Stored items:
// SPDX-License-Identifier: MPL-2.0
// This Source Code Form is subject to the terms of the Mozilla Public
// License, v. 2.0. If a copy of the MPL was not distributed with this
// file, You can obtain one at https://mozilla.org/MPL/2.0/.

//! Payload decoders.
//!
//! A [`Decoder`] turns the raw bytes returned by a
//! [`Transport`](crate::protocol::Transport) into a [`DeviceSnapshot`].
//! Decoders are pure: identical bytes and an identical [`DecodeContext`]
//! always produce an identical snapshot. The observation time is passed in
//! through the context, decoders never read a clock.
//!
//! # Decoders
//!
//! - [`JsonDecoder`]: maps JSON pointers to channels (REST APIs, MQTT payloads)
//! - [`TypedJsonDecoder`]: deserializes a `serde` DTO implementing [`SnapshotFields`]
//! - [`DelimitedDecoder`]: maps columns of a delimited text line to channels
//! - [`RegisterDecoder`]: maps 16-bit register offsets to channels (Modbus)
//!
//! # Examples
//!
//! ```
//! use chrono::Utc;
//! use pollsync_lib::decoder::{DecodeContext, Decoder, FieldKind, JsonDecoder};
//!
//! let decoder = JsonDecoder::new()
//!     .field("power", "/Body/Data/PAC/Value", FieldKind::Decimal)
//!     .field("status", "/Body/Data/DeviceStatus/StatusCode", FieldKind::Integer);
//!
//! let payload = br#"{"Body":{"Data":{"PAC":{"Value":812.5},"DeviceStatus":{"StatusCode":7}}}}"#;
//! let snapshot = decoder.decode(payload, &DecodeContext::new(Utc::now(), 1)).unwrap();
//!
//! assert_eq!(snapshot.len(), 2);
//! ```

mod delimited;
mod json;
mod registers;

pub use delimited::DelimitedDecoder;
pub use json::{JsonDecoder, SnapshotFields, TypedJsonDecoder};
pub use registers::{RegisterDecoder, RegisterType};

use chrono::{DateTime, Utc};

use crate::error::DecodeError;
use crate::snapshot::DeviceSnapshot;
use crate::types::ChannelValue;

/// Inputs a decoder may use besides the payload.
#[derive(Debug, Clone, Copy, PartialEq, Eq)]
pub struct DecodeContext {
    observed_at: DateTime<Utc>,
    sequence: u64,
}

impl DecodeContext {
    /// Creates a decode context.
    ///
    /// # Arguments
    ///
    /// * `observed_at` - When the payload was fetched
    /// * `sequence` - Version number the resulting snapshot must carry
    #[must_use]
    pub fn new(observed_at: DateTime<Utc>, sequence: u64) -> Self {
        Self {
            observed_at,
            sequence,
        }
    }

    /// Returns the observation time.
    #[must_use]
    pub fn observed_at(&self) -> DateTime<Utc> {
        self.observed_at
    }

    /// Returns the snapshot sequence number.
    #[must_use]
    pub fn sequence(&self) -> u64 {
        self.sequence
    }
}

/// Turns raw bytes into a snapshot.
///
/// Implemented for closures, which keeps one-off decoders short:
///
/// ```
/// use pollsync_lib::decoder::{DecodeContext, Decoder};
/// use pollsync_lib::error::DecodeError;
/// use pollsync_lib::snapshot::DeviceSnapshot;
///
/// let decoder = |raw: &[u8], ctx: &DecodeContext| -> Result<DeviceSnapshot, DecodeError> {
///     let text = std::str::from_utf8(raw)?;
///     DeviceSnapshot::builder(ctx).field("raw", text).build()
/// };
/// # let _ = decoder.decode(b"ok", &DecodeContext::new(chrono::Utc::now(), 1));
/// ```
pub trait Decoder: Send + Sync + 'static {
    /// Decodes one payload.
    ///
    /// # Errors
    ///
    /// Returns [`DecodeError`] if the payload is malformed or reports an
    /// authentication failure.
    fn decode(&self, raw: &[u8], ctx: &DecodeContext) -> Result<DeviceSnapshot, DecodeError>;
}

impl<F> Decoder for F
where
    F: Fn(&[u8], &DecodeContext) -> Result<DeviceSnapshot, DecodeError> + Send + Sync + 'static,
{
    fn decode(&self, raw: &[u8], ctx: &DecodeContext) -> Result<DeviceSnapshot, DecodeError> {
        self(raw, ctx)
    }
}

/// Declared type of a decoded field.
#[derive(Debug, Clone, Copy, PartialEq, Eq, Hash, serde::Serialize, serde::Deserialize)]
#[serde(rename_all = "snake_case")]
pub enum FieldKind {
    /// `ON`/`OFF`, `true`/`false`, `1`/`0`.
    Bool,
    /// Signed integer.
    Integer,
    /// Decimal number.
    Decimal,
    /// Free-form text.
    Text,
}

impl FieldKind {
    /// Parses a textual literal into a value of this kind.
    ///
    /// `scale` multiplies numeric values; a scaled integer becomes a decimal.
    ///
    /// # Errors
    ///
    /// Returns [`DecodeError::InvalidNumber`] for unparseable numbers and
    /// [`DecodeError::UnexpectedSchema`] for unknown boolean literals.
    pub fn parse_literal(
        self,
        field: &str,
        literal: &str,
        scale: Option<f64>,
    ) -> Result<ChannelValue, DecodeError> {
        let literal = literal.trim();
        let invalid = || DecodeError::InvalidNumber {
            field: field.to_string(),
            value: literal.to_string(),
        };

        match self {
            Self::Bool => parse_bool(literal).map(ChannelValue::Bool).ok_or_else(|| {
                DecodeError::UnexpectedSchema(format!("{field}: {literal:?} is not a boolean"))
            }),
            Self::Integer => {
                let value: i64 = literal.parse().map_err(|_| invalid())?;
                Ok(scale_integer(value, scale))
            }
            Self::Decimal => {
                let value: f64 = literal.parse().map_err(|_| invalid())?;
                Ok(ChannelValue::Decimal(apply_scale(value, scale)))
            }
            Self::Text => Ok(ChannelValue::Text(literal.to_string())),
        }
    }
}

fn parse_bool(literal: &str) -> Option<bool> {
    match literal.to_ascii_uppercase().as_str() {
        "ON" | "TRUE" | "1" | "OPEN" | "YES" => Some(true),
        "OFF" | "FALSE" | "0" | "CLOSED" | "NO" => Some(false),
        _ => None,
    }
}

fn apply_scale(value: f64, scale: Option<f64>) -> f64 {
    scale.map_or(value, |factor| value * factor)
}

#[allow(clippy::cast_precision_loss)]
fn scale_integer(value: i64, scale: Option<f64>) -> ChannelValue {
    match scale {
        Some(factor) => ChannelValue::Decimal(value as f64 * factor),
        None => ChannelValue::Integer(value),
    }
}

#[cfg(test)]
mod tests {
    use super::*;

    #[test]
    fn parse_bool_literals() {
        for on in ["ON", "on", "true", "1", "OPEN"] {
            assert_eq!(
                FieldKind::Bool.parse_literal("f", on, None).unwrap(),
                ChannelValue::Bool(true)
            );
        }
        assert_eq!(
            FieldKind::Bool.parse_literal("f", " off ", None).unwrap(),
            ChannelValue::Bool(false)
        );
        assert!(matches!(
            FieldKind::Bool.parse_literal("f", "maybe", None),
            Err(DecodeError::UnexpectedSchema(_))
        ));
    }

    #[test]
    fn parse_integer_with_and_without_scale() {
        assert_eq!(
            FieldKind::Integer.parse_literal("f", "42", None).unwrap(),
            ChannelValue::Integer(42)
        );
        assert_eq!(
            FieldKind::Integer.parse_literal("f", "215", Some(0.1)).unwrap(),
            ChannelValue::Decimal(215.0 * 0.1)
        );
    }

    #[test]
    fn parse_invalid_number() {
        let err = FieldKind::Decimal
            .parse_literal("temperature", "12,5", None)
            .unwrap_err();
        assert!(matches!(
            err,
            DecodeError::InvalidNumber { ref field, ref value } if field == "temperature" && value == "12,5"
        ));
    }

    #[test]
    fn closure_is_a_decoder() {
        let decoder = |_: &[u8], ctx: &DecodeContext| DeviceSnapshot::builder(ctx).build();
        let snapshot = decoder
            .decode(b"", &DecodeContext::new(DateTime::<Utc>::UNIX_EPOCH, 3))
            .unwrap();
        assert_eq!(snapshot.sequence(), 3);
    }
}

Required work: Please give the records again exactly as they are.

Task response:
// SPDX-License-Identifier: MPL-2.0
// This Source Code Form is subject to the terms of the Mozilla Public
// License, v. 2.0. If a copy of the MPL was not distributed with this
// file, You can obtain one at https://mozilla.org/MPL/2.0/.

//! Payload decoders.
//!
//! A [`Decoder`] turns the raw bytes returned by a
//! [`Transport`](crate::protocol::Transport) into a [`DeviceSnapshot`].
//! Decoders are pure: identical bytes and an identical [`DecodeContext`]
//! always produce an identical snapshot. The observation time is passed in
//! through the context, decoders never read a clock.
//!
//! # Decoders
//!
//! - [`JsonDecoder`]: maps JSON pointers to channels (REST APIs, MQTT payloads)
//! - [`TypedJsonDecoder`]: deserializes a `serde` DTO implementing [`SnapshotFields`]
//! - [`DelimitedDecoder`]: maps columns of a delimited text line to channels
//! - [`RegisterDecoder`]: maps 16-bit register offsets to channels (Modbus)
//!
//! # Examples
//!
//! ```
//! use chrono::Utc;
//! use pollsync_lib::decoder::{DecodeContext, Decoder, FieldKind, JsonDecoder};
//!
//! let decoder = JsonDecoder::new()
//!     .field("power", "/Body/Data/PAC/Value", FieldKind::Decimal)
//!     .field("status", "/Body/Data/DeviceStatus/StatusCode", FieldKind::Integer);
//!
//! let payload = br#"{"Body":{"Data":{"PAC":{"Value":812.5},"DeviceStatus":{"StatusCode":7}}}}"#;
//! let snapshot = decoder.decode(payload, &DecodeContext::new(Utc::now(), 1)).unwrap();
//!
//! assert_eq!(snapshot.len(), 2);
//! ```

mod delimited;
mod json;
mod registers;

pub use delimited::DelimitedDecoder;
pub use json::{JsonDecoder, SnapshotFields, TypedJsonDecoder};
pub use registers::{RegisterDecoder, RegisterType};

use chrono::{DateTime, Utc};

use crate::error::DecodeError;
use crate::snapshot::DeviceSnapshot;
use crate::types::ChannelValue;

/// Inputs a decoder may use besides the payload.
#[derive(Debug, Clone, Copy, PartialEq, Eq)]
pub struct DecodeContext {
    observed_at: DateTime<Utc>,
    sequence: u64,
}

impl DecodeContext {
    /// Creates a decode context.
    ///
    /// # Arguments
    ///
    /// * `observed_at` - When the payload was fetched
    /// * `sequence` - Version number the resulting snapshot must carry
    #[must_use]
    pub fn new(observed_at: DateTime<Utc>, sequence: u64) -> Self {
        Self {
            observed_at,
            sequence,
        }
    }

    /// Returns the observation time.
    #[must_use]
    pub fn observed_at(&self) -> DateTime<Utc> {
        self.observed_at
    }

    /// Returns the snapshot sequence number.
    #[must_use]
    pub fn sequence(&self) -> u64 {
        self.sequence
    }
}

/// Turns raw bytes into a snapshot.
///
/// Implemented for closures, which keeps one-off decoders short:
///
/// ```
/// use pollsync_lib::decoder::{DecodeContext, Decoder};
/// use pollsync_lib::error::DecodeError;
/// use pollsync_lib::snapshot::DeviceSnapshot;
///
/// let decoder = |raw: &[u8], ctx: &DecodeContext| -> Result<DeviceSnapshot, DecodeError> {
///     let text = std::str::from_utf8(raw)?;
///     DeviceSnapshot::builder(ctx).field("raw", text).build()
/// };
/// # let _ = decoder.decode(b"ok", &DecodeContext::new(chrono::Utc::now(), 1));
/// ```
pub trait Decoder: Send + Sync + 'static {
    /// Decodes one payload.
    ///
    /// # Errors
    ///
    /// Returns [`DecodeError`] if the payload is malformed or reports an
    /// authentication failure.
    fn decode(&self, raw: &[u8], ctx: &DecodeContext) -> Result<DeviceSnapshot, DecodeError>;
}

impl<F> Decoder for F
where
    F: Fn(&[u8], &DecodeContext) -> Result<DeviceSnapshot, DecodeError> + Send + Sync + 'static,
{
    fn decode(&self, raw: &[u8], ctx: &DecodeContext) -> Result<DeviceSnapshot, DecodeError> {
        self(raw, ctx)
    }
}

/// Declared type of a decoded field.
#[derive(Debug, Clone, Copy, PartialEq, Eq, Hash, serde::Serialize, serde::Deserialize)]
#[serde(rename_all = "snake_case")]
pub enum FieldKind {
    /// `ON`/`OFF`, `true`/`false`, `1`/`0`.
    Bool,
    /// Signed integer.
    Integer,
    /// Decimal number.
    Decimal,
    /// Free-form text.
    Text,
}

impl FieldKind {
    /// Parses a textual literal into a value of this kind.
    ///
    /// `scale` multiplies numeric values; a scaled integer becomes a decimal.
    ///
    /// # Errors
    ///
    /// Returns [`DecodeError::InvalidNumber`] for unparseable numbers and
    /// [`DecodeError::UnexpectedSchema`] for unknown boolean literals.
    pub fn parse_literal(
        self,
        field: &str,
        literal: &str,
        scale: Option<f64>,
    ) -> Result<ChannelValue, DecodeError> {
        let literal = literal.trim();
        let invalid = || DecodeError::InvalidNumber {
            field: field.to_string(),
            value: literal.to_string(),
        };

        match self {
            Self::Bool => parse_bool(literal).map(ChannelValue::Bool).ok_or_else(|| {
                DecodeError::UnexpectedSchema(format!("{field}: {literal:?} is not a boolean"))
            }),
            Self::Integer => {
                let value: i64 = literal.parse().map_err(|_| invalid())?;
                Ok(scale_integer(value, scale))
            }
            Self::Decimal => {
                let value: f64 = literal.parse().map_err(|_| invalid())?;
                Ok(ChannelValue::Decimal(apply_scale(value, scale)))
            }
            Self::Text => Ok(ChannelValue::Text(literal.to_string())),
        }
    }
}

fn parse_bool(literal: &str) -> Option<bool> {
    match literal.to_ascii_uppercase().as_str() {
        "ON" | "TRUE" | "1" | "OPEN" | "YES" => Some(true),
        "OFF" | "FALSE" | "0" | "CLOSED" | "NO" => Some(false),
        _ => None,
    }
}

fn apply_scale(value: f64, scale: Option<f64>) -> f64 {
    scale.map_or(value, |factor| value * factor)
}

#[allow(clippy::cast_precision_loss)]
fn scale_integer(value: i64, scale: Option<f64>) -> ChannelValue {
    match scale {
        Some(factor) => ChannelValue::Decimal(value as f64 * factor),
        None => ChannelValue::Integer(value),
    }
}

#[cfg(test)]
mod tests {
    use super::*;

    #[test]
    fn parse_bool_literals() {
        for on in ["ON", "on", "true", "1", "OPEN"] {
            assert_eq!(
                FieldKind::Bool.parse_literal("f", on, None).unwrap(),
                ChannelValue::Bool(true)
            );
        }
        assert_eq!(
            FieldKind::Bool.parse_literal("f", " off ", None).unwrap(),
            ChannelValue::Bool(false)
        );
        assert!(matches!(
            FieldKind::Bool.parse_literal("f", "maybe", None),
            Err(DecodeError::UnexpectedSchema(_))
        ));
    }

    #[test]
    fn parse_integer_with_and_without_scale() {
        assert_eq!(
            FieldKind::Integer.parse_literal("f", "42", None).unwrap(),
            ChannelValue::Integer(42)
        );
        assert_eq!(
            FieldKind::Integer.parse_literal("f", "215", Some(0.1)).unwrap(),
            ChannelValue::Decimal(215.0 * 0.1)
        );
    }

    #[test]
    fn parse_invalid_number() {
        let err = FieldKind::Decimal
            .parse_literal("temperature", "12,5", None)
            .unwrap_err();
        assert!(matches!(
            err,
            DecodeError::InvalidNumber { ref field, ref value } if field == "temperature" && value == "12,5"
        ));
    }

    #[test]
    fn closure_is_a_decoder() {
        let decoder = |_: &[u8], ctx: &DecodeContext| DeviceSnapshot::builder(ctx).build();
        let snapshot = decoder
            .decode(b"", &DecodeContext::new(DateTime::<Utc>::UNIX_EPOCH, 3))
            .unwrap();
        assert_eq!(snapshot.sequence(), 3);
    }
}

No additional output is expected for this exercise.